While it was a scrappy performance where few All Blacks stood out, Reece made his opportunity count with a second try in as many weeks and caught the eye with the energy he provided on the right edge.

That has proven to be enough to warrant a second start in a far more challenging fixture that holds much more weight in terms of importance to the All Blacks.

Foster indicated that his side will aim to implement a brand of highly-attacking rugby in what’s expected to be a tightly-contested and physically-taxing encounter, and pinpointed Reece as being a key part of those plans.

“I just felt for the first part of this game at this stage of the year, going in with a real attacking mindset, it’s an opportunity to bring Sevu into the starting lineup, and he’s bringing plenty of energy, so it’s probably as simple as that,” he said.

“I thought he was a little bit fidgety last week and, at some times, wasn’t as composed as I’d like to see him, but we’ve got a lot of faith in his desire to get involved in the game.

“Things can happen around him and he’s going to get exposed to a different degree of pressure in another way, and it’s a good chance for us to learn about him, but we know in these sort of games, he’s got the skill set to handle that, and he’s certainly got the enthusiasm to inject some energy into what we want to do.”

In the forward pack, Ethan Blackadder has come up trumps from a highly-competitive field of loose forwards to start in the No 6 jersey, beating out the likes of Akira Ioane, Luke Jacobson and Shannon Frizell to start at Aviva Stadium.

Foster justified Blackadder’s selection by outlining that the test rookie’s abrasive style of play is suited to how he anticipates the test against Ireland will pan out.

“It’s looking at utilising the different skill sets of some of the No 6 options we’ve got.

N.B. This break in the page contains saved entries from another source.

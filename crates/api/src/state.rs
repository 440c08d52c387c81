use std::sync::Arc;

use crate::config::ServerConfig;

/// Shared application state available to all Axum handlers via `State<AppState>`.
///
/// This is cheaply cloneable (inner data is behind `Arc` or is already `Clone`).
#[derive(Clone)]
pub struct AppState {
    /// Database connection pool.
    pub pool: setlist_db::DbPool,
    /// Server configuration (JWT secrets, timeouts, CORS).
    pub config: Arc<ServerConfig>,
}
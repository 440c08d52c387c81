use std::net::SocketAddr;
use std::sync::Arc;

use tracing_subscriber::{layer::SubscriberExt, util::SubscriberInitExt};

use setlist_api::config::ServerConfig;
use setlist_api::router::build_app_router;
use setlist_api::state::AppState;

#[tokio::main]
async fn main() {
    dotenvy::dotenv().ok();

    // --- Tracing ---
    tracing_subscriber::registry()
        .with(
            tracing_subscriber::EnvFilter::try_from_default_env()
                .unwrap_or_else(|_| "setlist_api=debug,tower_http=debug".into()),
        )
        .with(tracing_subscriber::fmt::layer())
        .init();

    // --- Configuration ---
    let config = ServerConfig::from_env();
    tracing::info!(host = %config.host, port = %config.port, "Loaded server configuration");

    // --- Database ---
    let database_url = std::env::var("DATABASE_URL").expect("DATABASE_URL must be set");

    let pool = setlist_db::create_pool(&database_url)
        .await
        .expect("Failed to connect to database");
    tracing::info!("Database connection pool created");

    setlist_db::health_check(&pool)
        .await
        .expect("Database health check failed");
    tracing::info!("Database health check passed");

    setlist_db::run_migrations(&pool)
        .await
        .expect("Failed to run database migrations");
    tracing::info!("Database migrations applied");

    // --- App state + router ---
    let state = AppState {
        pool,
        config: Arc::new(config.clone()),
    };
    let app = build_app_router(state, &config);

    // --- Start server ---
    let addr = SocketAddr::new(
        config.host.parse().expect("Invalid HOST address"),
        config.port,
    );
    tracing::info!(%addr, "Starting server");

    let listener = tokio::net::TcpListener::bind(addr)
        .await
        .expect("Failed to bind to address");

    axum::serve(listener, app)
        .with_graceful_shutdown(shutdown_signal())
        .await
        .expect("Server error");

    tracing::info!("Graceful shutdown complete");
}

/// Wait for a termination signal to initiate graceful shutdown.
///
/// Handles both SIGINT (Ctrl-C) and SIGTERM (on Unix) so the server
/// shuts down cleanly whether stopped interactively or by a process
/// manager (e.g. systemd, Docker, Kubernetes).
async fn shutdown_signal() {
    let ctrl_c = async {
        tokio::signal::ctrl_c()
            .await
            .expect("Failed to install Ctrl-C handler");
    };

    #[cfg(unix)]
    let terminate = async {
        tokio::signal::unix::signal(tokio::signal::unix::SignalKind::terminate())
            .expect("Failed to install SIGTERM handler")
            .recv()
            .await;
    };

    #[cfg(not(unix))]
    let terminate = std::future::pending::<()>();

    tokio::select! {
        () = ctrl_c => {
            tracing::info!("Received SIGINT (Ctrl-C), starting graceful shutdown");
        }
        () = terminate => {
            tracing::info!("Received SIGTERM, starting graceful shutdown");
        }
    }
}
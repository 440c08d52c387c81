//! Argon2id password hashing, verification, and strength validation.
//!
//! All password hashes use the Argon2id variant with a cryptographically random
//! salt generated via [`OsRng`]. The PHC string format is used for storage so
//! that algorithm parameters and salt are embedded in the hash itself.

use argon2::password_hash::rand_core::OsRng;
use argon2::password_hash::{PasswordHash, PasswordHasher, PasswordVerifier, SaltString};
use argon2::Argon2;

/// Minimum accepted password length for new accounts.
pub const MIN_PASSWORD_LENGTH: usize = 8;

/// Hash a plaintext password using Argon2id with a random salt.
///
/// Returns the PHC-formatted hash string (includes algorithm, params, salt, and hash).
pub fn hash_password(password: &str) -> Result<String, argon2::password_hash::Error> {
    let salt = SaltString::generate(&mut OsRng);
    let argon2 = Argon2::default(); // Argon2id with default params
    let hash = argon2.hash_password(password.as_bytes(), &salt)?;
    Ok(hash.to_string())
}

/// Verify a plaintext password against a stored PHC-formatted Argon2id hash.
///
/// Returns `Ok(true)` if the password matches, `Ok(false)` if it does not.
pub fn verify_password(password: &str, hash: &str) -> Result<bool, argon2::password_hash::Error> {
    let parsed_hash = PasswordHash::new(hash)?;
    match Argon2::default().verify_password(password.as_bytes(), &parsed_hash) {
        Ok(()) => Ok(true),
        Err(argon2::password_hash::Error::Password) => Ok(false),
        Err(e) => Err(e),
    }
}

/// Validate that a password meets minimum strength requirements.
///
/// Currently enforces a minimum character length. Returns `Ok(())` when the
/// password is acceptable, or `Err` with a human-readable explanation.
pub fn validate_password_strength(password: &str, min_length: usize) -> Result<(), String> {
    if password.len() < min_length {
        return Err(format!(
            "Password must be at least {min_length} characters long"
        ));
    }
    Ok(())
}
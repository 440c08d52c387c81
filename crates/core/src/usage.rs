//! Last-played derivation for the track usage report.

use chrono::NaiveDate;

/// Reduce the gig dates of a track's usage records to a single "last played"
/// date: the maximum calendar date among linked gigs that have one.
///
/// Records with no linked gig, or a gig without a date, contribute nothing.
/// The result is independent of input order.
pub fn last_played<I>(gig_dates: I) -> Option<NaiveDate>
where
    I: IntoIterator<Item = Option<NaiveDate>>,
{
    gig_dates.into_iter().flatten().max()
}

#[cfg(test)]
mod tests {
    use super::*;

    fn d(s: &str) -> NaiveDate {
        s.parse().expect("valid test date")
    }

    #[test]
    fn test_no_usages() {
        assert_eq!(last_played(Vec::new()), None);
    }

    #[test]
    fn test_no_dated_gigs() {
        assert_eq!(last_played(vec![None, None]), None);
    }

    #[test]
    fn test_max_date_wins_regardless_of_order() {
        let dates = vec![Some(d("2024-03-05")), None, Some(d("2024-01-10"))];
        assert_eq!(last_played(dates.clone()), Some(d("2024-03-05")));

        let reversed: Vec<_> = dates.into_iter().rev().collect();
        assert_eq!(last_played(reversed), Some(d("2024-03-05")));
    }

    #[test]
    fn test_single_dated_gig() {
        assert_eq!(
            last_played(vec![None, Some(d("2026-02-20"))]),
            Some(d("2026-02-20"))
        );
    }
}
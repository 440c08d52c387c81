pub mod auth;
pub mod gig;
pub mod set;
pub mod set_item;
pub mod track;

use setlist_core::error::CoreError;

/// Trim a required text field, rejecting blank values.
pub(crate) fn require_text(value: &str, field: &'static str) -> Result<String, CoreError> {
    let trimmed = value.trim();
    if trimmed.is_empty() {
        return Err(CoreError::Validation(format!("{field} is required")));
    }
    Ok(trimmed.to_string())
}

/// Trim an optional text field, mapping blank values to `None`.
pub(crate) fn normalize_optional(value: Option<String>) -> Option<String> {
    value
        .map(|v| v.trim().to_string())
        .filter(|v| !v.is_empty())
}

/// Trim a tri-state PATCH text field, keeping the absent/clear/replace
/// distinction. A supplied blank value clears like an explicit `null`.
pub(crate) fn normalize_patch(value: Option<Option<String>>) -> Option<Option<String>> {
    value.map(normalize_optional)
}
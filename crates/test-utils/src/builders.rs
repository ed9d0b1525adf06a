#![allow(dead_code)]

use rundag::definition::{
    Alias, Assignment, Justfile, Line, Parameter, ParameterKind, RawJustfile, Recipe, Template,
};

/// Builder for `Justfile` to simplify test setup.
pub struct JustfileBuilder {
    raw: RawJustfile,
}

impl JustfileBuilder {
    pub fn new() -> Self {
        Self {
            raw: RawJustfile::default(),
        }
    }

    pub fn with_recipe(mut self, recipe: Recipe) -> Self {
        self.raw.recipes.push(recipe);
        self
    }

    pub fn with_variable(mut self, name: &str, value: &str) -> Self {
        self.raw.assignments.push(Assignment {
            name: name.to_string(),
            value: value.to_string(),
            export: false,
        });
        self
    }

    pub fn with_exported_variable(mut self, name: &str, value: &str) -> Self {
        self.raw.assignments.push(Assignment {
            name: name.to_string(),
            value: value.to_string(),
            export: true,
        });
        self
    }

    pub fn with_alias(mut self, name: &str, target: &str) -> Self {
        self.raw.aliases.push(Alias {
            name: name.to_string(),
            target: target.to_string(),
        });
        self
    }

    pub fn quiet(mut self) -> Self {
        self.raw.settings.quiet = true;
        self
    }

    pub fn export_all(mut self) -> Self {
        self.raw.settings.export = true;
        self
    }

    pub fn build(self) -> Justfile {
        self.try_build()
            .expect("Failed to build valid justfile from builder")
    }

    pub fn try_build(self) -> rundag::errors::Result<Justfile> {
        Justfile::try_from(self.raw)
    }
}

impl Default for JustfileBuilder {
    fn default() -> Self {
        Self::new()
    }
}

/// Builder for `Recipe`.
pub struct RecipeBuilder {
    recipe: Recipe,
}

impl RecipeBuilder {
    pub fn new(name: &str) -> Self {
        Self {
            recipe: Recipe {
                name: name.to_string(),
                doc: None,
                parameters: vec![],
                dependencies: vec![],
                lines: vec![],
                quiet: false,
                private: name.starts_with('_'),
                line_number: 0,
            },
        }
    }

    pub fn doc(mut self, doc: &str) -> Self {
        self.recipe.doc = Some(doc.to_string());
        self
    }

    pub fn param(mut self, name: &str) -> Self {
        self.recipe.parameters.push(Parameter::new(name));
        self
    }

    pub fn param_default(mut self, name: &str, default: &str) -> Self {
        let mut parameter = Parameter::new(name);
        parameter.default = Some(default.to_string());
        self.recipe.parameters.push(parameter);
        self
    }

    pub fn variadic(mut self, name: &str, kind: ParameterKind) -> Self {
        let mut parameter = Parameter::new(name);
        parameter.kind = kind;
        self.recipe.parameters.push(parameter);
        self
    }

    pub fn after(mut self, dep: &str) -> Self {
        self.recipe.dependencies.push(dep.to_string());
        self
    }

    pub fn line(self, text: &str) -> Self {
        self.push_line(text, false, false)
    }

    pub fn quiet_line(self, text: &str) -> Self {
        self.push_line(text, true, false)
    }

    pub fn ignored_line(self, text: &str) -> Self {
        self.push_line(text, false, true)
    }

    pub fn quiet(mut self) -> Self {
        self.recipe.quiet = true;
        self
    }

    pub fn private(mut self) -> Self {
        self.recipe.private = true;
        self
    }

    pub fn build(self) -> Recipe {
        self.recipe
    }

    fn push_line(mut self, text: &str, quiet: bool, ignore_errors: bool) -> Self {
        let template = Template::parse(text).expect("valid template in builder");
        self.recipe.lines.push(Line {
            template,
            quiet,
            ignore_errors,
        });
        self
    }
}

It’s a very physical, close-quarter game up here, and I think that suits him,” Foster said.

“He’s got a lot of energy, he’s very uncompromising in what he does, and he’s adding the skill part to his game all the time.

“We know it’s going to be a battle up front. The Irish pack’s a tough pack, the breakdown’s important, and the quality of their ball-carrying and defence is important, and in a couple of those areas, Ethan’s made quite an impact for us.”

Foster also shot down the suggestion that, following his man-of-the-match performance in his 100th test against Wales, he views Beauden Barrett as his first-choice first-five after picking him to start at No 10 over Richie Mo’unga.

“I’ve got two quality 10s and we’re running with Beauden and that’s about as simple as I’ll say it. I’m really happy with both of them,” he said.

“In a messy game, Richie showed some great touches last week and showed what a quality footballer he is, but, I’ve said all along, I’ve got no qualms with both of them. We just feel that, right now, for what we want to do early, that Beaudy’s the one.”